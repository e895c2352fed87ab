//! ANSI X12 segment model, envelope builder and serializer.
//!
//! This crate knows the X12 grammar (segments, elements, separators and the
//! ISA/GS/ST envelope) but nothing about any particular transaction set.
//!
//! # Features
//!
//! - Simple and composite elements, empty positions preserved
//! - Interchange / functional group / transaction set state machine with
//!   builder-computed counts and control numbers
//! - Pluggable control-number sources
//! - Configurable separators with an optional collision check
//!
//! # Example
//!
//! ```
//! use remit_x12::{
//!     DelimiterPolicy, Delimiters, EnvelopeOptions, FixedControlNumbers, Segment,
//!     to_x12_string, wrap_transaction,
//! };
//!
//! let mut controls = FixedControlNumbers::new(1, 1, 1);
//! let options = EnvelopeOptions::new().with_sender("PAYER").with_receiver("PAYEE");
//! let delimiters = Delimiters::default();
//! let body = vec![Segment::with_elements("TRN", ["1", "CHK1", "PAYER"])];
//!
//! let segments = wrap_transaction(options, &delimiters, &mut controls, "835", body).unwrap();
//! let text = to_x12_string(&segments, &delimiters, DelimiterPolicy::PassThrough).unwrap();
//! assert!(text.starts_with("ISA*00*"));
//! assert!(text.ends_with("IEA*1*000000001~"));
//! ```

mod control;
mod delimiters;
pub mod envelope;
mod error;
mod options;
mod segment;
mod writer;

pub use control::{ControlNumberSource, FixedControlNumbers, SequentialControlNumbers};
pub use delimiters::{DelimiterPolicy, Delimiters};
pub use envelope::{EnvelopeBuilder, MAX_CONTROL_NUMBER, wrap_transaction};
pub use error::{Result, X12Error};
pub use options::{EnvelopeOptions, UsageIndicator, format_date, format_short_date, format_time};
pub use segment::{Element, Segment};
pub use writer::{X12Writer, to_x12_string};

/// Crate version.
pub const VERSION: &str = env!("CARGO_PKG_VERSION");
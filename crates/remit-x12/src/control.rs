//! Control-number sources.
//!
//! Every interchange, functional group and transaction set carries a control
//! number that its trailer restates. The builder draws them from a
//! [`ControlNumberSource`] supplied by the caller; uniqueness across files is
//! the caller's concern (a database sequence, a persisted counter, ...).

/// Supplies control numbers for the three envelope levels.
pub trait ControlNumberSource {
    /// Next interchange control number (ISA13/IEA02).
    fn next_interchange(&mut self) -> u64;

    /// Next functional group control number (GS06/GE02).
    fn next_group(&mut self) -> u64;

    /// Next transaction set control number (ST02/SE02).
    fn next_transaction(&mut self) -> u64;
}

/// Monotonic counters, one per envelope level.
#[derive(Debug, Clone, PartialEq, Eq)]
pub struct SequentialControlNumbers {
    interchange: u64,
    group: u64,
    transaction: u64,
}

impl Default for SequentialControlNumbers {
    fn default() -> Self {
        Self::starting_at(1)
    }
}

impl SequentialControlNumbers {
    /// Counters starting at 1.
    pub fn new() -> Self {
        Self::default()
    }

    /// All three counters start at `first`.
    pub fn starting_at(first: u64) -> Self {
        Self {
            interchange: first,
            group: first,
            transaction: first,
        }
    }

    /// Values the next calls will return, as (interchange, group, transaction).
    pub fn peek(&self) -> (u64, u64, u64) {
        (self.interchange, self.group, self.transaction)
    }
}

fn advance(counter: &mut u64) -> u64 {
    let value = *counter;
    *counter = counter.saturating_add(1);
    value
}

impl ControlNumberSource for SequentialControlNumbers {
    fn next_interchange(&mut self) -> u64 {
        advance(&mut self.interchange)
    }

    fn next_group(&mut self) -> u64 {
        advance(&mut self.group)
    }

    fn next_transaction(&mut self) -> u64 {
        advance(&mut self.transaction)
    }
}

/// Returns the same numbers on every call. Useful for reproducible output.
#[derive(Debug, Clone, Copy, PartialEq, Eq)]
pub struct FixedControlNumbers {
    pub interchange: u64,
    pub group: u64,
    pub transaction: u64,
}

impl FixedControlNumbers {
    pub fn new(interchange: u64, group: u64, transaction: u64) -> Self {
        Self {
            interchange,
            group,
            transaction,
        }
    }
}

impl ControlNumberSource for FixedControlNumbers {
    fn next_interchange(&mut self) -> u64 {
        self.interchange
    }

    fn next_group(&mut self) -> u64 {
        self.group
    }

    fn next_transaction(&mut self) -> u64 {
        self.transaction
    }
}
//! Reference identification (REF).

use remit_model::{PayeeInfo, PayerInfo};
use remit_x12::Segment;

use crate::codes::{REF_PAYER_IDENTIFICATION, REF_TAX_ID};
use crate::error::Result;

use super::common::require;

/// REF*EV*{payer id}
pub(crate) fn emit_payer_reference(payer: &PayerInfo) -> Result<Segment> {
    let payer_id = require("payerInfo.id", &payer.id)?;
    Ok(reference(REF_PAYER_IDENTIFICATION, payer_id))
}

/// REF*TJ*{payee tax id}. The tax id is not format-checked.
pub(crate) fn emit_payee_tax_reference(payee: &PayeeInfo) -> Result<Segment> {
    let tax_id = require("payeeInfo.taxId", &payee.tax_id)?;
    Ok(reference(REF_TAX_ID, tax_id))
}

fn reference(qualifier: &str, value: &str) -> Segment {
    Segment::with_elements("REF", [qualifier, value])
}

#[cfg(test)]
mod tests {
    use super::*;

    #[test]
    fn test_payer_and_payee_references() {
        let payer = PayerInfo {
            name: "United Healthcare".to_string(),
            id: "UHC123".to_string(),
        };
        let payee = PayeeInfo {
            name: "Memorial Hospital".to_string(),
            npi: "1111111111".to_string(),
            tax_id: "111222333".to_string(),
        };
        assert_eq!(
            emit_payer_reference(&payer).unwrap(),
            Segment::with_elements("REF", ["EV", "UHC123"])
        );
        assert_eq!(
            emit_payee_tax_reference(&payee).unwrap(),
            Segment::with_elements("REF", ["TJ", "111222333"])
        );
    }

    #[test]
    fn test_non_numeric_tax_id_passes_through() {
        let payee = PayeeInfo {
            tax_id: "TAX-ID-X".to_string(),
            ..PayeeInfo::default()
        };
        assert_eq!(
            emit_payee_tax_reference(&payee).unwrap().value(2),
            Some("TAX-ID-X")
        );
    }
}
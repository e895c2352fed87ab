//! Reassociation trace number (TRN).

use remit_model::{CheckInfo, PayerInfo};
use remit_x12::Segment;

use crate::codes::TRACE_TYPE_CURRENT;
use crate::error::Result;

use super::common::require;

/// TRN*1*{check number}*{payer id}
pub(crate) fn emit_trn(check: &CheckInfo, payer: &PayerInfo) -> Result<Segment> {
    let check_number = require("checkInfo.checkNumber", &check.check_number)?;
    let payer_id = require("payerInfo.id", &payer.id)?;
    Ok(Segment::with_elements(
        "TRN",
        [TRACE_TYPE_CURRENT, check_number, payer_id],
    ))
}

#[cfg(test)]
mod tests {
    use super::*;

    #[test]
    fn test_trn() {
        let check = CheckInfo {
            check_number: "EFT567890".to_string(),
            ..CheckInfo::default()
        };
        let payer = PayerInfo {
            name: "Blue Cross Blue Shield".to_string(),
            id: "BCBS001".to_string(),
        };
        let trn = emit_trn(&check, &payer).unwrap();
        assert_eq!(trn, Segment::with_elements("TRN", ["1", "EFT567890", "BCBS001"]));
    }

    #[test]
    fn test_trn_requires_check_number() {
        let payer = PayerInfo {
            name: "P".to_string(),
            id: "P1".to_string(),
        };
        assert!(emit_trn(&CheckInfo::default(), &payer).is_err());
    }
}
//! Payment advice types.
//!
//! These mirror the JSON documents handed to the generator: field names are
//! `camelCase` on the wire and every field defaults to empty so that an absent
//! value reaches the generator as a blank and is reported there by name.

use serde::{Deserialize, Deserializer, Serialize};

/// Qualifier applied to procedure codes that carry none (HCPCS/CPT).
pub const DEFAULT_PROCEDURE_QUALIFIER: &str = "HC";

/// Separator between qualifier and code in a procedure code string.
pub const PROCEDURE_QUALIFIER_SEPARATOR: char = ':';

/// Root of a remittance: one payer paying one payee for a list of claims.
#[derive(Debug, Clone, Default, PartialEq, Eq, Serialize, Deserialize)]
#[serde(default, rename_all = "camelCase")]
pub struct PaymentAdvice {
    pub payer_info: PayerInfo,
    pub payee_info: PayeeInfo,
    pub check_info: CheckInfo,
    pub claims: Vec<Claim>,
}

impl PaymentAdvice {
    /// Number of claims in the advice.
    pub fn claim_count(&self) -> usize {
        self.claims.len()
    }

    /// Number of service lines across all claims.
    pub fn service_line_count(&self) -> usize {
        self.claims.iter().map(|claim| claim.service_lines.len()).sum()
    }
}

#[derive(Debug, Clone, Default, PartialEq, Eq, Serialize, Deserialize)]
#[serde(default, rename_all = "camelCase")]
pub struct PayerInfo {
    pub name: String,
    /// Used as interchange sender and payer reference.
    pub id: String,
}

#[derive(Debug, Clone, Default, PartialEq, Eq, Serialize, Deserialize)]
#[serde(default, rename_all = "camelCase")]
pub struct PayeeInfo {
    pub name: String,
    /// National Provider Identifier (10 digits, not validated).
    pub npi: String,
    /// Federal tax id (9 digits, not validated).
    pub tax_id: String,
}

#[derive(Debug, Clone, Default, PartialEq, Eq, Serialize, Deserialize)]
#[serde(default, rename_all = "camelCase")]
pub struct CheckInfo {
    /// Check or EFT trace number.
    pub check_number: String,
    /// CCYYMMDD.
    pub check_date: String,
    #[serde(deserialize_with = "text_or_number")]
    pub check_amount: String,
}

#[derive(Debug, Clone, Default, PartialEq, Eq, Serialize, Deserialize)]
#[serde(default, rename_all = "camelCase")]
pub struct Claim {
    pub patient_control_number: String,
    /// Claim status code, e.g. `1` for processed as primary.
    #[serde(deserialize_with = "text_or_number")]
    pub claim_status_code: String,
    #[serde(deserialize_with = "text_or_number")]
    pub charge_amount: String,
    #[serde(deserialize_with = "text_or_number")]
    pub paid_amount: String,
    pub patient_info: PatientInfo,
    pub service_lines: Vec<ServiceLine>,
}

#[derive(Debug, Clone, Default, PartialEq, Eq, Serialize, Deserialize)]
#[serde(default, rename_all = "camelCase")]
pub struct PatientInfo {
    pub last_name: String,
    pub first_name: String,
    pub member_id: String,
}

#[derive(Debug, Clone, Default, PartialEq, Eq, Serialize, Deserialize)]
#[serde(default, rename_all = "camelCase")]
pub struct ServiceLine {
    /// Either a bare code (`99214`) or `QUALIFIER:CODE` (`HC:99214`).
    pub procedure_code: String,
    #[serde(deserialize_with = "text_or_number")]
    pub charge_amount: String,
    #[serde(deserialize_with = "text_or_number")]
    pub paid_amount: String,
    #[serde(deserialize_with = "text_or_number")]
    pub units: String,
    /// CCYYMMDD.
    pub date_of_service: String,
}

impl ServiceLine {
    /// Split the procedure code into its qualifier and code parts.
    pub fn procedure(&self) -> ProcedureCode<'_> {
        ProcedureCode::parse(&self.procedure_code)
    }
}

/// A procedure code with its code-list qualifier.
#[derive(Debug, Clone, Copy, PartialEq, Eq)]
pub struct ProcedureCode<'a> {
    pub qualifier: &'a str,
    pub code: &'a str,
}

impl<'a> ProcedureCode<'a> {
    pub fn parse(value: &'a str) -> Self {
        let value = value.trim();
        match value.split_once(PROCEDURE_QUALIFIER_SEPARATOR) {
            Some((qualifier, code)) if !qualifier.trim().is_empty() => Self {
                qualifier: qualifier.trim(),
                code: code.trim(),
            },
            Some((_, code)) => Self {
                qualifier: DEFAULT_PROCEDURE_QUALIFIER,
                code: code.trim(),
            },
            None => Self {
                qualifier: DEFAULT_PROCEDURE_QUALIFIER,
                code: value,
            },
        }
    }
}

/// Accept a JSON string or number and keep its textual form.
fn text_or_number<'de, D>(deserializer: D) -> Result<String, D::Error>
where
    D: Deserializer<'de>,
{
    #[derive(Deserialize)]
    #[serde(untagged)]
    enum Raw {
        Text(String),
        Unsigned(u64),
        Signed(i64),
        Float(f64),
    }

    Ok(match Raw::deserialize(deserializer)? {
        Raw::Text(value) => value,
        Raw::Unsigned(value) => value.to_string(),
        Raw::Signed(value) => value.to_string(),
        Raw::Float(value) => value.to_string(),
    })
}
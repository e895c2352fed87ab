//! Party identification (N1).

use remit_model::{PayeeInfo, PayerInfo};
use remit_x12::Segment;

use crate::codes::{ENTITY_PAYEE, ENTITY_PAYER, ID_NPI, ID_PAYER};
use crate::error::Result;

use super::common::require;

/// N1*PR*{payer name}*XV*{payer id}
pub(crate) fn emit_payer_name(payer: &PayerInfo) -> Result<Segment> {
    let name = require("payerInfo.name", &payer.name)?;
    let id = require("payerInfo.id", &payer.id)?;
    Ok(Segment::with_elements("N1", [ENTITY_PAYER, name, ID_PAYER, id]))
}

/// N1*PE*{payee name}*XX*{NPI}. The NPI is not format-checked.
pub(crate) fn emit_payee_name(payee: &PayeeInfo) -> Result<Segment> {
    let name = require("payeeInfo.name", &payee.name)?;
    let npi = require("payeeInfo.npi", &payee.npi)?;
    Ok(Segment::with_elements("N1", [ENTITY_PAYEE, name, ID_NPI, npi]))
}
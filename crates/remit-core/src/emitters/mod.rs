//! Segment emitters for the 835 transaction body.
//!
//! Each emitter is a pure function from a slice of the payment advice to one
//! [`Segment`](remit_x12::Segment). Required values are checked here and fail
//! with [`GenerateError::MissingField`](crate::GenerateError::MissingField);
//! amounts are validated but written as given. Only the BPR total is computed.
//!
//! | Segment | Loop | Source |
//! |---------|------|--------|
//! | BPR | Header | claims (total), payer id, check date |
//! | TRN | Header | check number, payer id |
//! | REF*EV | Header | payer id |
//! | DTM*405 | Header | generation date |
//! | N1*PR | 1000A | payer name and id |
//! | N1*PE | 1000B | payee name and NPI |
//! | REF*TJ | 1000B | payee tax id |
//! | CLP | 2100 | claim |
//! | NM1*QC | 2100 | patient |
//! | SVC | 2110 | service line |
//! | DTM*472 | 2110 | date of service |
//! | PLB | Summary | payee NPI, generation date |

use chrono::NaiveDateTime;
use remit_x12::format_date;

mod bpr;
mod clp;
mod common;
mod dtm;
mod n1;
mod nm1;
mod plb;
mod reference;
mod svc;
mod trn;

pub(crate) use bpr::emit_bpr;
pub(crate) use clp::emit_clp;
pub(crate) use dtm::{emit_production_date, emit_service_date};
pub(crate) use n1::{emit_payee_name, emit_payer_name};
pub(crate) use nm1::emit_patient_name;
pub(crate) use plb::emit_plb;
pub(crate) use reference::{emit_payee_tax_reference, emit_payer_reference};
pub(crate) use svc::emit_svc;
pub(crate) use trn::emit_trn;

/// Values shared by every emitter of one transaction.
#[derive(Debug, Clone)]
pub struct EmitContext {
    generated_at: NaiveDateTime,
    production_date: String,
}

impl EmitContext {
    pub fn new(generated_at: NaiveDateTime) -> Self {
        Self {
            generated_at,
            production_date: format_date(generated_at),
        }
    }

    pub fn generated_at(&self) -> NaiveDateTime {
        self.generated_at
    }

    /// CCYYMMDD of the generation time; used by DTM*405 and PLB02.
    pub fn production_date(&self) -> &str {
        &self.production_date
    }
}
//! Envelope options.

use chrono::NaiveDateTime;

/// ISA15 usage indicator.
#[derive(Debug, Clone, Copy, PartialEq, Eq, Default)]
pub enum UsageIndicator {
    /// Production data (`P`, default).
    #[default]
    Production,
    /// Test data (`T`).
    Test,
}

impl UsageIndicator {
    pub const fn code(self) -> &'static str {
        match self {
            Self::Production => "P",
            Self::Test => "T",
        }
    }
}

impl std::fmt::Display for UsageIndicator {
    fn fmt(&self, f: &mut std::fmt::Formatter<'_>) -> std::fmt::Result {
        f.write_str(self.code())
    }
}

/// Values written into the ISA and GS headers.
///
/// | Field | Element | Default |
/// |-------|---------|---------|
/// | Sender qualifier / id | ISA05 / ISA06 | `ZZ` / empty |
/// | Receiver qualifier / id | ISA07 / ISA08 | `ZZ` / empty |
/// | Standards id | ISA11 | `U` |
/// | Interchange version | ISA12 | `00401` |
/// | Acknowledgment requested | ISA14 | `0` |
/// | Usage | ISA15 | `P` |
/// | Functional id | GS01 | `HP` |
/// | Application sender / receiver | GS02 / GS03 | ISA06 / ISA08 values |
/// | Responsible agency | GS07 | `X` |
/// | Implementation version | GS08 | `005010X221A1` |
#[derive(Debug, Clone, PartialEq, Eq)]
pub struct EnvelopeOptions {
    pub sender_qualifier: String,
    pub sender_id: String,
    pub receiver_qualifier: String,
    pub receiver_id: String,
    /// GS02 (defaults to `sender_id`).
    pub application_sender: Option<String>,
    /// GS03 (defaults to `receiver_id`).
    pub application_receiver: Option<String>,
    pub standards_id: String,
    pub interchange_version: String,
    pub acknowledgment_requested: bool,
    pub usage: UsageIndicator,
    pub functional_id: String,
    pub responsible_agency: String,
    pub implementation_version: String,
    /// Generation datetime (default: current local time).
    pub generated_at: Option<NaiveDateTime>,
}

impl Default for EnvelopeOptions {
    fn default() -> Self {
        Self {
            sender_qualifier: "ZZ".to_string(),
            sender_id: String::new(),
            receiver_qualifier: "ZZ".to_string(),
            receiver_id: String::new(),
            application_sender: None,
            application_receiver: None,
            standards_id: "U".to_string(),
            interchange_version: "00401".to_string(),
            acknowledgment_requested: false,
            usage: UsageIndicator::Production,
            functional_id: "HP".to_string(),
            responsible_agency: "X".to_string(),
            implementation_version: "005010X221A1".to_string(),
            generated_at: None,
        }
    }
}

impl EnvelopeOptions {
    /// Create envelope options with defaults.
    #[must_use]
    pub fn new() -> Self {
        Self::default()
    }

    /// Set the interchange sender id (ISA06).
    #[must_use]
    pub fn with_sender(mut self, id: impl Into<String>) -> Self {
        self.sender_id = id.into();
        self
    }

    /// Set the interchange receiver id (ISA08).
    #[must_use]
    pub fn with_receiver(mut self, id: impl Into<String>) -> Self {
        self.receiver_id = id.into();
        self
    }

    /// Set the sender id qualifier (ISA05).
    #[must_use]
    pub fn with_sender_qualifier(mut self, qualifier: impl Into<String>) -> Self {
        self.sender_qualifier = qualifier.into();
        self
    }

    /// Set the receiver id qualifier (ISA07).
    #[must_use]
    pub fn with_receiver_qualifier(mut self, qualifier: impl Into<String>) -> Self {
        self.receiver_qualifier = qualifier.into();
        self
    }

    /// Override the GS02/GS03 application codes.
    #[must_use]
    pub fn with_application_codes(
        mut self,
        sender: impl Into<String>,
        receiver: impl Into<String>,
    ) -> Self {
        self.application_sender = Some(sender.into());
        self.application_receiver = Some(receiver.into());
        self
    }

    /// Set the usage indicator.
    #[must_use]
    pub fn with_usage(mut self, usage: UsageIndicator) -> Self {
        self.usage = usage;
        self
    }

    /// Mark the interchange as test data.
    #[must_use]
    pub fn test(mut self) -> Self {
        self.usage = UsageIndicator::Test;
        self
    }

    /// Request an interchange acknowledgment (ISA14 = `1`).
    #[must_use]
    pub fn with_acknowledgment(mut self, requested: bool) -> Self {
        self.acknowledgment_requested = requested;
        self
    }

    /// Set the ISA12 interchange version.
    #[must_use]
    pub fn with_interchange_version(mut self, version: impl Into<String>) -> Self {
        self.interchange_version = version.into();
        self
    }

    /// Set the generation datetime.
    #[must_use]
    pub fn with_generated_at(mut self, datetime: NaiveDateTime) -> Self {
        self.generated_at = Some(datetime);
        self
    }

    /// Get the generation datetime (current time if not set).
    #[must_use]
    pub fn get_generated_at(&self) -> NaiveDateTime {
        self.generated_at
            .unwrap_or_else(|| chrono::Local::now().naive_local())
    }

    /// GS02 value.
    pub fn application_sender(&self) -> &str {
        self.application_sender.as_deref().unwrap_or(&self.sender_id)
    }

    /// GS03 value.
    pub fn application_receiver(&self) -> &str {
        self.application_receiver
            .as_deref()
            .unwrap_or(&self.receiver_id)
    }
}

/// Format a date as YYMMDD (ISA09).
pub fn format_short_date(dt: NaiveDateTime) -> String {
    dt.format("%y%m%d").to_string()
}

/// Format a date as CCYYMMDD (GS04, DTM02).
pub fn format_date(dt: NaiveDateTime) -> String {
    dt.format("%Y%m%d").to_string()
}

/// Format a time as HHMM (ISA10, GS05).
pub fn format_time(dt: NaiveDateTime) -> String {
    dt.format("%H%M").to_string()
}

> TASK OBJECTIVE: Within the material, find all lines that hold the word "match" and show them.

> RESPONSE:
        match value.split_once(PROCEDURE_QUALIFIER_SEPARATOR) {
    Ok(match Raw::deserialize(deserializer)? {
        match self {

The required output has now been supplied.